The issue for me is not that I don’t want anyone else to see my numbers, it’s that by enabling the share function, I am not just giving someone access to my numbers, I am actually asking someone to assume responsibility for trying to save my life when I go low. Yes, I realize I am oversimplifying and there’s actually more to it than that. Sure, it would be nice if I got a text from someone saying, “I see you’re 300, that must have some great lunch. What did you have?  A tostada?  Oh man, I love those too!”  Or “I see you’ve been in the 50’s three times in the last 24 hours. I know how miserable that can be.  Are you feeling ok?”  Yep, that would be nice, too.  And not too much to ask of another person.  But rarely does a day or night go by when I don’t get at least one alarm.  Last night, I slept through the night without an alarm and my first thought when I woke up was, “shoot, is my new receiver broken already?”  My point is, after only a few months, I’ve already grown weary of my alarms and they are MINE! They help me to help myself, so I’m weary but grateful.  They don’t do anything for anyone else.  It’s hard for me to imagine another person following my diabetes 24/7 with me. Someone who is not my doctor, or not my spouse (which I don’t have). I don’t want to ask my closest friends, because they don’t have diabetes, and despite the fact that they care for me, they don’t really want to know anything more about diabetes. And I don’t hold this against them – it’s perfectly normal.

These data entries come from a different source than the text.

//! Oriented bounding boxes and the frustum test used to cull density volumes.

use bevy_math::{Affine3A, Vec3, Vec4};
use bytemuck::{Pod, Zeroable};
use static_assertions::const_assert_eq;

/// A box with an arbitrary orientation.
///
/// The third axis isn't stored; it's the cross product of [`Self::right`] and
/// [`Self::up`]. This is also the layout the voxelization shader reads.
#[derive(Clone, Copy, Debug, Default, PartialEq, Pod, Zeroable)]
#[repr(C)]
pub struct OrientedBoundingBox {
    /// The unit-length local X axis.
    pub right: Vec3,
    /// Half the size of the box along [`Self::right`].
    pub extent_x: f32,
    /// The unit-length local Y axis.
    pub up: Vec3,
    /// Half the size of the box along [`Self::up`].
    pub extent_y: f32,
    /// The center of the box.
    pub center: Vec3,
    /// Half the size of the box along the third axis.
    pub extent_z: f32,
}

const_assert_eq!(std::mem::size_of::<OrientedBoundingBox>(), 48);

/// A convex volume bounded by six planes, along with its corners.
#[derive(Clone, Copy, Debug, PartialEq)]
pub struct Frustum {
    /// The near, far, left, right, bottom, and top planes.
    ///
    /// Each plane is `(normal, d)` with a unit-length normal pointing inward,
    /// so that a point `p` is inside when `normal · p + d >= 0`.
    pub planes: [Vec4; 6],
    /// The four near corners followed by the four far corners, each set in
    /// the order bottom-left, bottom-right, top-right, top-left.
    pub corners: [Vec3; 8],
}

impl OrientedBoundingBox {
    /// Returns the box that a unit cube centered at the origin occupies after
    /// being transformed.
    ///
    /// The transform must not contain shear.
    pub fn from_transform(world_from_local: &Affine3A) -> Self {
        let axes = world_from_local.matrix3;
        OrientedBoundingBox {
            right: Vec3::from(axes.x_axis).normalize_or_zero(),
            extent_x: 0.5 * axes.x_axis.length(),
            up: Vec3::from(axes.y_axis).normalize_or_zero(),
            extent_y: 0.5 * axes.y_axis.length(),
            center: world_from_local.translation.into(),
            extent_z: 0.5 * axes.z_axis.length(),
        }
    }

    /// The unit-length local Z axis.
    #[inline]
    pub fn z_axis(&self) -> Vec3 {
        self.right.cross(self.up)
    }

    /// Returns half the size of the box along each local axis.
    #[inline]
    pub fn half_extents(&self) -> Vec3 {
        Vec3::new(self.extent_x, self.extent_y, self.extent_z)
    }

    /// Returns this box moved by `offset`.
    #[inline]
    pub fn translated(mut self, offset: Vec3) -> Self {
        self.center += offset;
        self
    }

    /// Returns the eight corners of the box.
    pub fn corners(&self) -> [Vec3; 8] {
        let x = self.right * self.extent_x;
        let y = self.up * self.extent_y;
        let z = self.z_axis() * self.extent_z;
        let c = self.center;
        [
            c - x - y - z,
            c + x - y - z,
            c + x + y - z,
            c - x + y - z,
            c - x - y + z,
            c + x - y + z,
            c + x + y + z,
            c - x + y + z,
        ]
    }

    /// Returns true if `point` lies within the box.
    pub fn contains(&self, point: Vec3) -> bool {
        let offset = point - self.center;
        offset.dot(self.right).abs() <= self.extent_x
            && offset.dot(self.up).abs() <= self.extent_y
            && offset.dot(self.z_axis()).abs() <= self.extent_z
    }
}

fn plane_through(a: Vec3, b: Vec3, c: Vec3, inside: Vec3) -> Vec4 {
    let normal = (b - a).cross(c - a).normalize_or_zero();
    let plane = normal.extend(-normal.dot(a));
    if plane.truncate().dot(inside) + plane.w < 0.0 {
        -plane
    } else {
        plane
    }
}

impl Frustum {
    /// Builds a frustum from its eight corners, ordered as in
    /// [`Frustum::corners`].
    pub fn from_corners(corners: [Vec3; 8]) -> Self {
        let inside = corners.iter().copied().sum::<Vec3>() / 8.0;
        let [n0, n1, n2, n3, f0, f1, f2, f3] = corners;
        Frustum {
            planes: [
                plane_through(n0, n1, n2, inside),
                plane_through(f0, f1, f2, inside),
                plane_through(n0, n3, f0, inside),
                plane_through(n1, n2, f1, inside),
                plane_through(n0, n1, f0, inside),
                plane_through(n3, n2, f3, inside),
            ],
            corners,
        }
    }

    /// Returns this frustum moved by `offset`.
    pub fn translated(&self, offset: Vec3) -> Self {
        let corners = self.corners.map(|corner| corner + offset);
        let planes = self
            .planes
            .map(|plane| plane.truncate().extend(plane.w - plane.truncate().dot(offset)));
        Frustum { planes, corners }
    }

    /// Returns true if `point` is inside every plane.
    pub fn contains_point(&self, point: Vec3) -> bool {
        self.planes
            .iter()
            .all(|plane| plane.truncate().dot(point) + plane.w >= 0.0)
    }

    /// Conservatively tests whether the box overlaps this frustum.
    ///
    /// The box is first tested against the frustum planes. If it survives,
    /// the frustum corners are tested against the planes of the box: the
    /// frustum is convex, so if every corner lies outside the same face of
    /// the box the two can't overlap. Some boxes near the frustum edges are
    /// reported as overlapping when they're not.
    pub fn intersects_obb(&self, obb: &OrientedBoundingBox) -> bool {
        let z_axis = obb.z_axis();

        for plane in &self.planes {
            let normal = plane.truncate();
            let projected_radius = obb.extent_x * normal.dot(obb.right).abs()
                + obb.extent_y * normal.dot(obb.up).abs()
                + obb.extent_z * normal.dot(z_axis).abs();
            let center_distance = normal.dot(obb.center) + plane.w;
            if projected_radius + center_distance < 0.0 {
                return false;
            }
        }

        for (axis, extent) in [
            (obb.right, obb.extent_x),
            (obb.up, obb.extent_y),
            (z_axis, obb.extent_z),
        ] {
            let (mut all_above, mut all_below) = (true, true);
            for corner in &self.corners {
                let projection = axis.dot(*corner - obb.center);
                all_above &= projection > extent;
                all_below &= -projection > extent;
            }
            if all_above || all_below {
                return false;
            }
        }

        true
    }
}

So the sideline conversations with my PLWD friends were really thought provoking and kind of uncomfortable. I left wondering, why wouldn’t I want someone to help me in a potentially life threatening moment?  As a fiercely independent person, I am struggling with the concept of asking someone to do this for me.  Up until the share function entered my life, managing diabetes was a 100% completely solo venture. I have heard more than once (in a sort of back handed complimentary way) “you are the perfect person to have diabetes”, in part because I can handle difficult things independently.  Now I have the option to “share” and I’m not sure how to go about doing it.

Over the course of the weekend conference, four PLWDs offered up their time and effort and quite frankly, their complete generosity, to be the recipient of my data.  So now I have someone (four people in fact!) to share with.  I just have to decide if I really want to – or can – share. It’s an awfully big step for me, but I’m thinking about it.  And by the way, I am 216 at the moment, and yes, the tostada was really good.